INPUT DATA.

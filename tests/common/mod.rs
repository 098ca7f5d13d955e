// SPDX-License-Identifier: AGPL-3.0-or-later
//
// Copyright (C) 2025 Daniel Negri
//
// This program is free software: you can redistribute it and/or modify
// it under the terms of the GNU Affero General Public License as published by
// the Free Software Foundation, either version 3 of the License, or
// (at your option) any later version.
//
// This program is distributed in the hope that it will be useful,
// but WITHOUT ANY WARRANTY; without even the implied warranty of
// MERCHANTABILITY or FITNESS FOR A PARTICULAR PURPOSE. See the
// GNU Affero General Public License for more details.
//
// You should have received a copy of the GNU Affero General Public License
// along with this program. If not, see <https://www.gnu.org/licenses/>.

//! Shared fixtures for integration tests.
//!
//! [`FlakyStore`] wraps a [`MemoryStore`] and injects failures into the units
//! of work it opens, so tests can drive the orchestrator through conflict,
//! failure and panic paths.

#![allow(dead_code)]

use async_trait::async_trait;
use chrono::{Duration, Utc};
use gem_ledger::{
    AccountRepository, AtomicScope, CodeRepository, CodeType, CurrencyAccount, CurrencyKind,
    LedgerEntry, LedgerEntryId, LedgerRepository, MemoryStore, Metadata, NewCode,
    RedemptionCode, RedemptionOrchestrator, RedemptionRecord, RetryPolicy, StoreError,
    StoreResult, UnitOfWork, UserId,
};
use std::sync::Arc;
use std::sync::atomic::{AtomicBool, AtomicU32, Ordering};

// === Fixtures ===

pub fn user(id: &str) -> UserId {
    UserId::new(id)
}

/// An active code valid from an hour ago until tomorrow.
pub fn make_code(code: &str, currency: CurrencyKind, amount: i64, max_uses: u32) -> NewCode {
    let now = Utc::now();
    NewCode {
        code: code.to_string(),
        code_type: CodeType::Promotion,
        currency,
        amount,
        max_uses,
        valid_from: now - Duration::hours(1),
        valid_until: now + Duration::days(1),
        metadata: Metadata::new(),
    }
}

/// Retries quickly so conflict tests stay fast.
pub fn fast_retry() -> RetryPolicy {
    RetryPolicy::new(3, std::time::Duration::from_millis(1))
}

pub fn make_engine(store: &MemoryStore) -> RedemptionOrchestrator {
    RedemptionOrchestrator::new(Arc::new(store.clone()), Arc::new(store.clone()))
        .with_retry_policy(fast_retry())
}

pub fn make_flaky_engine(flaky: &FlakyStore) -> RedemptionOrchestrator {
    RedemptionOrchestrator::new(Arc::new(flaky.inner.clone()), Arc::new(flaky.clone()))
        .with_retry_policy(fast_retry())
}

/// Store `balance` for `owner` through `version` successive grants.
pub async fn seed_account(
    store: &MemoryStore,
    owner: &UserId,
    currency: CurrencyKind,
    balance: i64,
    version: u64,
) -> CurrencyAccount {
    assert!(version >= 1 && balance >= version as i64);
    let mut account = CurrencyAccount::new(owner.clone(), currency);
    store.create_account(&account).await.unwrap();

    let step = balance / version as i64;
    for i in 0..version {
        let amount = if i + 1 == version {
            balance - account.balance()
        } else {
            step
        };
        let expected = account.version();
        account.grant(amount).unwrap();
        store.save_account(&account, expected).await.unwrap();
    }
    account
}

pub async fn stored_account(
    store: &MemoryStore,
    owner: &UserId,
    currency: CurrencyKind,
) -> Option<CurrencyAccount> {
    store.find_account(owner, currency).await.unwrap()
}

pub async fn stored_code(store: &MemoryStore, code: &str) -> RedemptionCode {
    store.find_code(code).await.unwrap().unwrap()
}

// === Fault injection ===

#[derive(Debug, Default)]
pub struct Faults {
    /// Number of upcoming `save_account` calls to reject with a version conflict.
    pub version_conflicts: AtomicU32,
    pub fail_append: AtomicBool,
    pub fail_save_redemption: AtomicBool,
    pub panic_on_append: AtomicBool,
    /// Number of upcoming commits to reject with a version conflict.
    pub commit_conflicts: AtomicU32,
    /// Calls observed so far.
    pub begins: AtomicU32,
    pub save_account_calls: AtomicU32,
}

impl Faults {
    pub fn conflict_next(&self, times: u32) {
        self.version_conflicts.store(times, Ordering::SeqCst);
    }

    pub fn conflict_next_commits(&self, times: u32) {
        self.commit_conflicts.store(times, Ordering::SeqCst);
    }

    fn take_conflict(&self) -> bool {
        take_one(&self.version_conflicts)
    }

    fn take_commit_conflict(&self) -> bool {
        take_one(&self.commit_conflicts)
    }
}

fn take_one(counter: &AtomicU32) -> bool {
    counter
        .fetch_update(Ordering::SeqCst, Ordering::SeqCst, |n| n.checked_sub(1))
        .is_ok()
}

/// Scope over a [`MemoryStore`] whose units of work fail on demand.
#[derive(Clone, Default)]
pub struct FlakyStore {
    pub inner: MemoryStore,
    pub faults: Arc<Faults>,
}

impl FlakyStore {
    pub fn new() -> Self {
        Self::default()
    }
}

#[async_trait]
impl AtomicScope for FlakyStore {
    async fn begin(&self) -> StoreResult<Box<dyn UnitOfWork>> {
        self.faults.begins.fetch_add(1, Ordering::SeqCst);
        let inner = self.inner.begin().await?;
        Ok(Box::new(FlakyUnit {
            inner,
            faults: Arc::clone(&self.faults),
        }))
    }
}

struct FlakyUnit {
    inner: Box<dyn UnitOfWork>,
    faults: Arc<Faults>,
}

#[async_trait]
impl AccountRepository for FlakyUnit {
    async fn find_account(
        &self,
        owner: &UserId,
        currency: CurrencyKind,
    ) -> StoreResult<Option<CurrencyAccount>> {
        self.inner.find_account(owner, currency).await
    }

    async fn create_account(&self, account: &CurrencyAccount) -> StoreResult<()> {
        self.inner.create_account(account).await
    }

    async fn save_account(
        &self,
        account: &CurrencyAccount,
        expected_version: u64,
    ) -> StoreResult<()> {
        self.faults.save_account_calls.fetch_add(1, Ordering::SeqCst);
        if self.faults.take_conflict() {
            return Err(StoreError::VersionConflict {
                expected: expected_version,
                actual: expected_version + 1,
            });
        }
        self.inner.save_account(account, expected_version).await
    }
}

#[async_trait]
impl LedgerRepository for FlakyUnit {
    async fn append_entry(&self, entry: &LedgerEntry) -> StoreResult<()> {
        if self.faults.panic_on_append.load(Ordering::SeqCst) {
            panic!("injected panic while appending {}", entry.id());
        }
        if self.faults.fail_append.load(Ordering::SeqCst) {
            return Err(StoreError::Backend("injected append failure".to_string()));
        }
        self.inner.append_entry(entry).await
    }

    async fn find_entry(&self, id: &LedgerEntryId) -> StoreResult<Option<LedgerEntry>> {
        self.inner.find_entry(id).await
    }

    async fn find_entries_by_owner(
        &self,
        owner: &UserId,
        limit: usize,
        offset: usize,
    ) -> StoreResult<Vec<LedgerEntry>> {
        self.inner.find_entries_by_owner(owner, limit, offset).await
    }

    async fn find_entry_by_external_ref(
        &self,
        external_ref: &str,
    ) -> StoreResult<Option<LedgerEntry>> {
        self.inner.find_entry_by_external_ref(external_ref).await
    }
}

#[async_trait]
impl CodeRepository for FlakyUnit {
    async fn find_code(&self, code: &str) -> StoreResult<Option<RedemptionCode>> {
        self.inner.find_code(code).await
    }

    async fn update_code(&self, code: &RedemptionCode) -> StoreResult<()> {
        self.inner.update_code(code).await
    }

    async fn create_code(&self, code: &RedemptionCode) -> StoreResult<()> {
        self.inner.create_code(code).await
    }

    async fn delete_code(&self, code: &str) -> StoreResult<()> {
        self.inner.delete_code(code).await
    }

    async fn list_codes(
        &self,
        limit: usize,
        offset: usize,
    ) -> StoreResult<(Vec<RedemptionCode>, usize)> {
        self.inner.list_codes(limit, offset).await
    }

    async fn has_user_redeemed(&self, code: &str, user: &UserId) -> StoreResult<bool> {
        self.inner.has_user_redeemed(code, user).await
    }

    async fn save_redemption(&self, record: &RedemptionRecord) -> StoreResult<()> {
        if self.faults.fail_save_redemption.load(Ordering::SeqCst) {
            return Err(StoreError::Backend("injected redemption failure".to_string()));
        }
        self.inner.save_redemption(record).await
    }
}

#[async_trait]
impl UnitOfWork for FlakyUnit {
    async fn commit(self: Box<Self>) -> StoreResult<()> {
        if self.faults.take_commit_conflict() {
            // Another writer moved the account after it was staged.
            self.inner.rollback().await?;
            return Err(StoreError::VersionConflict {
                expected: 1,
                actual: 2,
            });
        }
        self.inner.commit().await
    }

    async fn rollback(self: Box<Self>) -> StoreResult<()> {
        self.inner.rollback().await
    }
}

// === Stale redemption check ===

/// Code repository whose redemption check always answers "not yet", as a
/// replica lagging behind a concurrent commit would.
#[derive(Clone)]
pub struct LaggingCodes {
    pub inner: MemoryStore,
}

#[async_trait]
impl CodeRepository for LaggingCodes {
    async fn find_code(&self, code: &str) -> StoreResult<Option<RedemptionCode>> {
        self.inner.find_code(code).await
    }

    async fn update_code(&self, code: &RedemptionCode) -> StoreResult<()> {
        self.inner.update_code(code).await
    }

    async fn create_code(&self, code: &RedemptionCode) -> StoreResult<()> {
        self.inner.create_code(code).await
    }

    async fn delete_code(&self, code: &str) -> StoreResult<()> {
        self.inner.delete_code(code).await
    }

    async fn list_codes(
        &self,
        limit: usize,
        offset: usize,
    ) -> StoreResult<(Vec<RedemptionCode>, usize)> {
        self.inner.list_codes(limit, offset).await
    }

    async fn has_user_redeemed(&self, _code: &str, _user: &UserId) -> StoreResult<bool> {
        Ok(false)
    }

    async fn save_redemption(&self, record: &RedemptionRecord) -> StoreResult<()> {
        self.inner.save_redemption(record).await
    }
}

/// Engine whose pre-scope redemption check never sees earlier redemptions.
pub fn make_lagging_engine(store: &MemoryStore) -> RedemptionOrchestrator {
    RedemptionOrchestrator::new(
        Arc::new(LaggingCodes {
            inner: store.clone(),
        }),
        Arc::new(store.clone()),
    )
    .with_retry_policy(fast_retry())
}
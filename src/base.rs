// SPDX-License-Identifier: AGPL-3.0-or-later
//
// Copyright (C) 2025 Daniel Negri
//
// This program is free software: you can redistribute it and/or modify
// it under the terms of the GNU Affero General Public License as published by
// the Free Software Foundation, either version 3 of the License, or
// (at your option) any later version.
//
// This program is distributed in the hope that it will be useful,
// but WITHOUT ANY WARRANTY; without even the implied warranty of
// MERCHANTABILITY or FITNESS FOR A PARTICULAR PURPOSE. See the
// GNU Affero General Public License for more details.
//
// You should have received a copy of the GNU Affero General Public License
// along with this program. If not, see <https://www.gnu.org/licenses/>.

//! Core identifier types and the currency kind.

use crate::error::ParseEnumError;
use serde::{Deserialize, Serialize};
use std::fmt;
use std::str::FromStr;
use uuid::Uuid;

/// Identifier of the user owning balances and redemptions.
#[derive(Debug, Clone, PartialEq, Eq, Hash, PartialOrd, Ord, Deserialize, Serialize)]
#[serde(transparent)]
pub struct UserId(pub String);

impl UserId {
    pub fn new(id: impl Into<String>) -> Self {
        Self(id.into())
    }

    pub fn as_str(&self) -> &str {
        &self.0
    }
}

impl fmt::Display for UserId {
    fn fmt(&self, f: &mut fmt::Formatter<'_>) -> fmt::Result {
        write!(f, "{}", self.0)
    }
}

/// Identifier of a ledger entry.
///
/// Generated ids carry a `txn_` prefix followed by a random v4 UUID, so they
/// stay unique under concurrent requests regardless of clock resolution.
#[derive(Debug, Clone, PartialEq, Eq, Hash, Deserialize, Serialize)]
#[serde(transparent)]
pub struct LedgerEntryId(pub String);

impl LedgerEntryId {
    const PREFIX: &'static str = "txn_";

    pub fn generate() -> Self {
        Self(format!("{}{}", Self::PREFIX, Uuid::new_v4().simple()))
    }

    pub fn as_str(&self) -> &str {
        &self.0
    }
}

impl fmt::Display for LedgerEntryId {
    fn fmt(&self, f: &mut fmt::Formatter<'_>) -> fmt::Result {
        write!(f, "{}", self.0)
    }
}

/// Identifier of a redemption record.
#[derive(Debug, Clone, PartialEq, Eq, Hash, Deserialize, Serialize)]
#[serde(transparent)]
pub struct RedemptionId(pub String);

impl RedemptionId {
    const PREFIX: &'static str = "rdm_";

    pub fn generate() -> Self {
        Self(format!("{}{}", Self::PREFIX, Uuid::new_v4().simple()))
    }

    pub fn as_str(&self) -> &str {
        &self.0
    }
}

impl fmt::Display for RedemptionId {
    fn fmt(&self, f: &mut fmt::Formatter<'_>) -> fmt::Result {
        write!(f, "{}", self.0)
    }
}

/// Which balance of a user a mutation applies to.
#[derive(Debug, Clone, Copy, PartialEq, Eq, Hash, PartialOrd, Ord, Deserialize, Serialize)]
#[serde(rename_all = "lowercase")]
pub enum CurrencyKind {
    /// Purchased gems.
    Paid,
    /// Gems granted for free (promotions, gifts, events).
    Free,
}

impl CurrencyKind {
    pub fn as_str(&self) -> &'static str {
        match self {
            Self::Paid => "paid",
            Self::Free => "free",
        }
    }
}

impl fmt::Display for CurrencyKind {
    fn fmt(&self, f: &mut fmt::Formatter<'_>) -> fmt::Result {
        f.write_str(self.as_str())
    }
}

impl FromStr for CurrencyKind {
    type Err = ParseEnumError;

    fn from_str(s: &str) -> Result<Self, Self::Err> {
        match s.trim().to_lowercase().as_str() {
            "paid" => Ok(Self::Paid),
            "free" => Ok(Self::Free),
            _ => Err(ParseEnumError::new("currency kind", s)),
        }
    }
}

PROMPT.
Restate word for word the lines from the one holding "mutation applies to." through the last line of the listing, omitting every earlier line.

ANSWER TO THE EXERCISE.
/// Which balance of a user a mutation applies to.
#[derive(Debug, Clone, Copy, PartialEq, Eq, Hash, PartialOrd, Ord, Deserialize, Serialize)]
#[serde(rename_all = "lowercase")]
pub enum CurrencyKind {
    /// Purchased gems.
    Paid,
    /// Gems granted for free (promotions, gifts, events).
    Free,
}

impl CurrencyKind {
    pub fn as_str(&self) -> &'static str {
        match self {
            Self::Paid => "paid",
            Self::Free => "free",
        }
    }
}

impl fmt::Display for CurrencyKind {
    fn fmt(&self, f: &mut fmt::Formatter<'_>) -> fmt::Result {
        f.write_str(self.as_str())
    }
}

impl FromStr for CurrencyKind {
    type Err = ParseEnumError;

    fn from_str(s: &str) -> Result<Self, Self::Err> {
        match s.trim().to_lowercase().as_str() {
            "paid" => Ok(Self::Paid),
            "free" => Ok(Self::Free),
            _ => Err(ParseEnumError::new("currency kind", s)),
        }
    }
}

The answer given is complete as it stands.